GENDER inequality in the workplace rears its ugly head in many forms.
Whether it's being passed over for an interview, job, promotion or pay rise, being excluded from meetings and after-work drinks or events, failing to secure flexible work arrangements after having children, being paid less than male colleagues for the same work, or being subjected to lewd comments and behaviour, workplace gender inequality is a major barrier for women in modern day Australia.
It has been 35 years since the Sex Discrimination Act came into force in Australia in 1984 making sexual discrimination and sexual harassment illegal. Along with social change, the Act helped provide women with opportunities in the workplace like never before.

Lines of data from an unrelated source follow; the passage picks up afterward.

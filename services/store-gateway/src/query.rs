use serde::{Deserialize, Serialize};
use thiserror::Error;
use tsdb_guard_admission::{status, ClassifiedError, HttpResponse, LabelSet};

use crate::blocks::Chunk;

/// Equality matcher. An empty value matches series without the label.
#[derive(Debug, Clone, PartialEq, Eq, Serialize, Deserialize)]
pub struct LabelMatcher {
    pub name: String,
    pub value: String,
}

impl LabelMatcher {
    pub fn new(name: impl Into<String>, value: impl Into<String>) -> Self {
        Self {
            name: name.into(),
            value: value.into(),
        }
    }

    pub fn matches(&self, labels: &LabelSet) -> bool {
        labels.get(&self.name).unwrap_or_default() == self.value
    }
}

#[derive(Debug, Clone, Serialize, Deserialize)]
pub struct SeriesQuery {
    pub matchers: Vec<LabelMatcher>,
    #[serde(default = "min_time")]
    pub min_time_ms: i64,
    #[serde(default = "max_time")]
    pub max_time_ms: i64,
}

fn min_time() -> i64 {
    i64::MIN
}

fn max_time() -> i64 {
    i64::MAX
}

impl SeriesQuery {
    pub fn new(matchers: Vec<LabelMatcher>) -> Self {
        Self {
            matchers,
            min_time_ms: min_time(),
            max_time_ms: max_time(),
        }
    }

    pub fn with_time_range(mut self, min_time_ms: i64, max_time_ms: i64) -> Self {
        self.min_time_ms = min_time_ms;
        self.max_time_ms = max_time_ms;
        self
    }

    pub fn validate(&self) -> Result<(), QueryError> {
        if self.min_time_ms > self.max_time_ms {
            return Err(QueryError::InvalidQuery(format!(
                "invalid time range: min time {} is after max time {}",
                self.min_time_ms, self.max_time_ms
            )));
        }
        if !self.matchers.iter().any(|matcher| !matcher.value.is_empty()) {
            return Err(QueryError::InvalidQuery(
                "at least one matcher with a non-empty value is required".to_string(),
            ));
        }
        Ok(())
    }

    pub fn matches(&self, labels: &LabelSet) -> bool {
        self.matchers.iter().all(|matcher| matcher.matches(labels))
    }
}

#[derive(Debug, Clone, PartialEq, Eq, Serialize, Deserialize)]
pub struct SeriesEntry {
    pub labels: LabelSet,
    pub chunks: Vec<Chunk>,
}

#[derive(Debug, Error)]
pub enum QueryError {
    #[error("{0}")]
    InvalidQuery(String),
    #[error(transparent)]
    Limit(#[from] ClassifiedError),
    #[error("scan worker failed: {0}")]
    Worker(String),
}

impl QueryError {
    pub fn to_http_response(&self) -> HttpResponse {
        match self {
            QueryError::InvalidQuery(message) => HttpResponse::new(status::VALIDATION, message.as_str()),
            QueryError::Limit(err) => HttpResponse::from_error(err),
            QueryError::Worker(_) => HttpResponse::new(status::INTERNAL, self.to_string()),
        }
    }
}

In 1986 Janine Haines became the first woman to lead an Australian political party. A year later, Mary Gaudron became Australia's first high court judge. As the years went on, the country got its first female chief minister, premier, director of a national institution, governor-general and prime minister.

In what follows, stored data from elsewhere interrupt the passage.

//! Authentication provider seam.
//!
//! The core never talks to an identity service directly. It sees an
//! [`AuthProvider`]: the current user plus a subscription to sign-in and
//! sign-out events. [`SessionAuth`] is the in-process provider used by the
//! server. It admits a caller presenting the admin token, or signs in a
//! canned user when test mode is on.

use serde::{Deserialize, Serialize};
use std::collections::BTreeMap;
use std::sync::atomic::{AtomicU64, Ordering};
use std::sync::{Arc, Mutex, RwLock};
use subtle::ConstantTimeEq;

use crate::error::{CmsError, CmsResult};

#[derive(Debug, Clone, PartialEq, Eq, Serialize, Deserialize)]
pub struct User {
    pub id: String,
    pub email: String,
    pub name: String,
}

impl User {
    /// The user substituted for a real identity when test mode is on.
    pub fn test_user() -> Self {
        Self {
            id: "test-user".into(),
            email: "test@example.com".into(),
            name: "Test User".into(),
        }
    }
}

#[derive(Debug, Clone, PartialEq, Eq)]
pub enum AuthEvent {
    SignedIn(User),
    SignedOut,
}

#[derive(Debug, Clone, Copy, PartialEq, Eq, PartialOrd, Ord)]
pub struct SubscriptionId(u64);

pub type AuthListener = Arc<dyn Fn(&AuthEvent) + Send + Sync>;

pub trait AuthProvider: Send + Sync {
    fn current_user(&self) -> Option<User>;

    fn subscribe(&self, listener: AuthListener) -> SubscriptionId;

    fn unsubscribe(&self, id: SubscriptionId);

    fn require_user(&self) -> CmsResult<User> {
        self.current_user().ok_or(CmsError::Unauthorized)
    }
}

pub struct SessionAuth {
    admin_token: Option<String>,
    admin_email: String,
    user: RwLock<Option<User>>,
    listeners: Mutex<BTreeMap<SubscriptionId, AuthListener>>,
    next_id: AtomicU64,
}

impl SessionAuth {
    /// `admin_token` of `None` disables token sign-in entirely.
    pub fn new(admin_token: Option<String>, admin_email: impl Into<String>) -> Self {
        Self {
            admin_token,
            admin_email: admin_email.into(),
            user: RwLock::new(None),
            listeners: Mutex::new(BTreeMap::new()),
            next_id: AtomicU64::new(1),
        }
    }

    /// Sign in with the admin token.
    pub fn sign_in(&self, token: &str) -> CmsResult<User> {
        let Some(expected) = &self.admin_token else {
            return Err(CmsError::Unconfigured(
                "admin token is not set; sign-in is disabled".into(),
            ));
        };
        if !bool::from(expected.as_bytes().ct_eq(token.as_bytes())) {
            tracing::warn!("rejected sign-in with invalid token");
            return Err(CmsError::Unauthorized);
        }
        let user = User {
            id: "admin".into(),
            email: self.admin_email.clone(),
            name: "Administrator".into(),
        };
        self.set_user(Some(user.clone()));
        Ok(user)
    }

    /// Sign in the canned test user without a token.
    pub fn sign_in_test_user(&self) -> User {
        let user = User::test_user();
        self.set_user(Some(user.clone()));
        user
    }

    pub fn sign_out(&self) {
        self.set_user(None);
    }

    fn set_user(&self, user: Option<User>) {
        let event = {
            let mut current = self.user.write().unwrap_or_else(|e| e.into_inner());
            if *current == user {
                return;
            }
            *current = user.clone();
            match user {
                Some(u) => AuthEvent::SignedIn(u),
                None => AuthEvent::SignedOut,
            }
        };
        match &event {
            AuthEvent::SignedIn(u) => tracing::info!(user = %u.email, "signed in"),
            AuthEvent::SignedOut => tracing::info!("signed out"),
        }
        // Listeners may call back into the provider.
        let listeners: Vec<AuthListener> = self
            .listeners
            .lock()
            .unwrap_or_else(|e| e.into_inner())
            .values()
            .cloned()
            .collect();
        for listener in listeners {
            listener(&event);
        }
    }
}

impl AuthProvider for SessionAuth {
    fn current_user(&self) -> Option<User> {
        self.user.read().unwrap_or_else(|e| e.into_inner()).clone()
    }

    fn subscribe(&self, listener: AuthListener) -> SubscriptionId {
        let id = SubscriptionId(self.next_id.fetch_add(1, Ordering::Relaxed));
        self.listeners
            .lock()
            .unwrap_or_else(|e| e.into_inner())
            .insert(id, listener);
        id
    }

    fn unsubscribe(&self, id: SubscriptionId) {
        self.listeners
            .lock()
            .unwrap_or_else(|e| e.into_inner())
            .remove(&id);
    }
}

#[cfg(test)]
mod tests {
    use super::*;

    fn recorder(auth: &SessionAuth) -> (Arc<Mutex<Vec<AuthEvent>>>, SubscriptionId) {
        let seen = Arc::new(Mutex::new(Vec::new()));
        let sink = seen.clone();
        let id = auth.subscribe(Arc::new(move |e: &AuthEvent| {
            sink.lock().unwrap().push(e.clone());
        }));
        (seen, id)
    }

    #[test]
    fn test_token_sign_in_and_out() {
        let auth = SessionAuth::new(Some("s3cret".into()), "me@example.com");
        let (seen, _) = recorder(&auth);

        assert!(matches!(auth.sign_in("wrong"), Err(CmsError::Unauthorized)));
        assert!(auth.current_user().is_none());

        let user = auth.sign_in("s3cret").unwrap();
        assert_eq!(user.email, "me@example.com");
        assert_eq!(auth.require_user().unwrap(), user);

        auth.sign_out();
        assert!(auth.require_user().is_err());

        let events = seen.lock().unwrap();
        assert_eq!(events.len(), 2);
        assert!(matches!(events[0], AuthEvent::SignedIn(_)));
        assert_eq!(events[1], AuthEvent::SignedOut);
    }

    #[test]
    fn test_token_must_match_exactly() {
        let auth = SessionAuth::new(Some("s3cret".into()), "me@example.com");
        assert!(auth.sign_in("s3cre").is_err());
        assert!(auth.sign_in("s3cret!").is_err());
        assert!(auth.sign_in("").is_err());
        assert!(auth.sign_in("s3cret").is_ok());
    }

    #[test]
    fn test_sign_in_disabled_without_token() {
        let auth = SessionAuth::new(None, "me@example.com");
        assert!(matches!(auth.sign_in(""), Err(CmsError::Unconfigured(_))));
    }

    #[test]
    fn test_repeated_state_does_not_renotify() {
        let auth = SessionAuth::new(None, "x");
        let (seen, id) = recorder(&auth);
        auth.sign_out();
        auth.sign_in_test_user();
        auth.sign_in_test_user();
        assert_eq!(seen.lock().unwrap().len(), 1);

        auth.unsubscribe(id);
        auth.sign_out();
        assert_eq!(seen.lock().unwrap().len(), 1);
        assert_eq!(User::test_user().id, "test-user");
    }
}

But despite the growing number of formidable female leaders over the past decades, Australia still has a long, long way to go when it comes to gender equality.
In 2018, the World Economic Forum's annual Global Gender Gap report ranked Australia 39th for overall gender equality. It trailed far behind New Zealand in seventh place and the UK and Canada in 14th and 15th place respectively. Even worse, Australia ranked 73rd for wage equality for similar work and its overall position has been in steady decline for the past eight years.

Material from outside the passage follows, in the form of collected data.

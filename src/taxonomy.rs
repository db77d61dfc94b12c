//! Taxonomy document: categories (one level of children) and tags.
//!
//! ```yaml
//! categories:
//!   - item: Travel
//!     slug: travel
//!     children:
//!       - item: Japan
//!         slug: japan
//! tags:
//!   - item: Rust
//!     slug: rust
//! ```
//!
//! Older documents list bare strings instead of `{item, slug}` maps. Both
//! forms are accepted on read; writes always emit the map form. A missing
//! slug is derived from the item.

use serde::{Deserialize, Serialize};
use std::sync::Arc;

use crate::error::{CmsError, CmsResult};
use crate::models::WriteOutcome;
use crate::store::ContentStore;

#[derive(Debug, Clone, PartialEq, Eq, Serialize, Deserialize)]
pub struct TaxonomyEntry {
    pub item: String,
    pub slug: String,
    #[serde(default, skip_serializing_if = "Vec::is_empty")]
    pub children: Vec<TaxonomyEntry>,
}

#[derive(Debug, Clone, Default, PartialEq, Eq, Serialize, Deserialize)]
#[serde(try_from = "RawTaxonomy")]
pub struct Taxonomy {
    pub categories: Vec<TaxonomyEntry>,
    pub tags: Vec<TaxonomyEntry>,
}

#[derive(Deserialize)]
#[serde(untagged)]
enum RawEntry {
    Plain(String),
    Full {
        #[serde(default)]
        item: String,
        #[serde(default)]
        slug: Option<String>,
        #[serde(default)]
        children: Vec<RawEntry>,
    },
}

#[derive(Deserialize)]
struct RawTaxonomy {
    #[serde(default)]
    categories: Vec<RawEntry>,
    #[serde(default)]
    tags: Vec<RawEntry>,
}

impl RawEntry {
    fn normalise(self, what: &str, depth: usize, max_depth: usize) -> Result<TaxonomyEntry, String> {
        let (item, slug, children) = match self {
            RawEntry::Plain(item) => (item, None, Vec::new()),
            RawEntry::Full { item, slug, children } => (item, slug, children),
        };
        let item = item.trim().to_string();
        if item.is_empty() {
            return Err(format!("{} entry is missing 'item'", what));
        }
        if !children.is_empty() && depth >= max_depth {
            return Err(format!("{} '{}' is nested too deeply", what, item));
        }
        let slug = match slug.map(|s| s.trim().to_string()) {
            Some(s) if !s.is_empty() => s,
            _ => slugify(&item),
        };
        let children = children
            .into_iter()
            .map(|c| c.normalise(what, depth + 1, max_depth))
            .collect::<Result<_, _>>()?;
        Ok(TaxonomyEntry { item, slug, children })
    }
}

impl TryFrom<RawTaxonomy> for Taxonomy {
    type Error = String;

    fn try_from(raw: RawTaxonomy) -> Result<Self, Self::Error> {
        Ok(Taxonomy {
            categories: raw
                .categories
                .into_iter()
                .map(|e| e.normalise("category", 0, 1))
                .collect::<Result<_, _>>()?,
            tags: raw
                .tags
                .into_iter()
                .map(|e| e.normalise("tag", 0, 0))
                .collect::<Result<_, _>>()?,
        })
    }
}

/// Plain lists for consumers that predate hierarchical categories.
#[derive(Debug, Clone, PartialEq, Eq, Serialize)]
pub struct FlatTaxonomy {
    pub categories: Vec<String>,
    pub tags: Vec<String>,
}

impl Taxonomy {
    pub fn from_yaml(text: &str) -> CmsResult<Self> {
        if text.trim().is_empty() {
            return Ok(Taxonomy::default());
        }
        Ok(serde_yaml::from_str(text)?)
    }

    pub fn to_yaml(&self) -> CmsResult<String> {
        serde_yaml::to_string(self).map_err(|e| CmsError::Internal(format!("taxonomy yaml: {}", e)))
    }

    /// Parents then their children, depth first.
    pub fn flatten(&self) -> FlatTaxonomy {
        let mut categories = Vec::new();
        for parent in &self.categories {
            categories.push(parent.item.clone());
            categories.extend(parent.children.iter().map(|c| c.item.clone()));
        }
        FlatTaxonomy {
            categories,
            tags: self.tags.iter().map(|t| t.item.clone()).collect(),
        }
    }
}

/// Lowercase ASCII alphanumerics separated by single dashes.
pub fn slugify(text: &str) -> String {
    let mut slug = String::with_capacity(text.len());
    for c in text.chars() {
        if c.is_ascii_alphanumeric() {
            slug.push(c.to_ascii_lowercase());
        } else if !slug.is_empty() && !slug.ends_with('-') {
            slug.push('-');
        }
    }
    while slug.ends_with('-') {
        slug.pop();
    }
    slug
}

#[derive(Debug, Clone, Serialize)]
pub struct TaxonomyDocument {
    pub taxonomy: Taxonomy,
    /// `None` when the document does not exist yet.
    pub sha: Option<String>,
}

pub struct TaxonomyService {
    store: Arc<dyn ContentStore>,
    path: String,
}

impl TaxonomyService {
    pub fn new(store: Arc<dyn ContentStore>, path: impl Into<String>) -> Self {
        Self {
            store,
            path: path.into(),
        }
    }

    pub async fn get(&self) -> CmsResult<TaxonomyDocument> {
        match self.store.get(&self.path).await {
            Ok(file) => Ok(TaxonomyDocument {
                taxonomy: Taxonomy::from_yaml(&file.content)?,
                sha: Some(file.sha),
            }),
            Err(e) if e.is_not_found() => Ok(TaxonomyDocument {
                taxonomy: Taxonomy::default(),
                sha: None,
            }),
            Err(e) => Err(e),
        }
    }

    /// Write `taxonomy` back. With `sha` the write is conditional on it;
    /// without, the current revision is fetched and overwritten.
    pub async fn update(&self, taxonomy: &Taxonomy, sha: Option<&str>) -> CmsResult<WriteOutcome> {
        let yaml = taxonomy.to_yaml()?;
        let current = match sha {
            Some(sha) => Some(sha.to_string()),
            None => self.get().await?.sha,
        };
        let commit_sha = self
            .store
            .put(&self.path, &yaml, current.as_deref(), "Update taxonomy")
            .await?;
        tracing::info!(commit = %commit_sha, "taxonomy updated");
        Ok(WriteOutcome {
            path: self.path.clone(),
            commit_sha,
        })
    }
}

Women are paid 15 per cent less on average than men starting as early as when they're graduates. In two decades the pay gap has barely shifted, meaning women are living on less, retiring with lower superannuation balances and facing higher rates of poverty in old age.
The list of grim statistics goes on and on, and with the numbers stacked so heavily against those without the Y chromosome, the road towards gender equality in Australia is set to be a long one.
With the WEF estimating it will take 171 years for Australia to achieve gender equality, there is much work to be done.
In the lead-up to International Women's Day on March 8, we sought to find out just what the experts say needs to be done to close the gap and reduce discrimination sooner rather than later.
Griffith Business School department head, Professor Ruth McPhail, said we must start with the men and women in senior leadership roles.
"These individuals need training, support and resources to ensure they deliver what should be firm key performance indicators around the advancement of women," she said.
Tackling our unconscious biases and allowing flexibility in the workplace, especially for women with childcare responsibilities, is also a must.
"This extends to the expectation of unnecessary travel in a day and age where technology could easily reduce the time required and the risks involved," Prof McPhail said.
At online business insurance broker BizCover, 43 per cent of employees are women and four of its eight executive positions are held by women. As for whether this has happened naturally or by design, founder and CEO Michael Gottlieb said, "I think it's both".
"Because we've always had an inclusive culture and been open to people having flexible work hours, we always look for the best person for the role," he said.
Where there are more male than female applicants for engineering roles at BizCover - a reflection of tertiary enrolments in the field - Mr Gottlieb said it was important to address society's biases and help correct them.
We need to get a lot more girls interested in STEM subjects at school and university so we can start to reverse the divide in areas like IT.
SHARON KENNY, BIZCOVER HEAD OF MARKETING
"From our perspective, we think diversity is very important to the way people think, the way teams operate and the effectiveness and efficiency of teams, so we always try to balance teams with diversity and inclusivity whether around gender, race or religion," he said.
Having greater representation of women in leadership roles is one of the keys to closing the gender gap, according to Mr Gottlieb.
"We need to make sure we fast track females to senior levels because ultimately you need role models and success stories and you need to see it for other people to believe it and inspire the next generation of girls," he said.
"I have two daughters and for me, there's nothing more important than them seeing female role models, in business or politics or sports or anything else. The natural course of progression is too slow and therefore you need to make changes to see change," he said.
One of the women leading the way within BizCover is Sharon Kenny, Head of Marketing.
She highlighted that to make a change in the workforce, we had to intervene much earlier than that.
"We need to get a lot more girls interested in STEM subjects at school and university so we can start to reverse the divide in areas like IT," Ms Kenny said.
Hope can also be found in the flexibility offered by advances in technology.
"The rise of the gig economy is going to change things for women a lot because it makes it much easier for someone to set up their own businesses or work on their terms when they have kids," she said.
In the future, Professor McPhail predicted more and more women would decide to bypass mainstream and typically difficult organisational structures and proactively either develop their own businesses or join those in which their talents will be recognised and supported.
"We need leadership from men and women, measurable performance targets, flexible workplaces, reduced travel, training, champions and allies, clear career paths, fair recruiting and promotion, inclusive networking and ongoing support to change the status quo," she said.
It's the only way to fix gender inequality in the work place.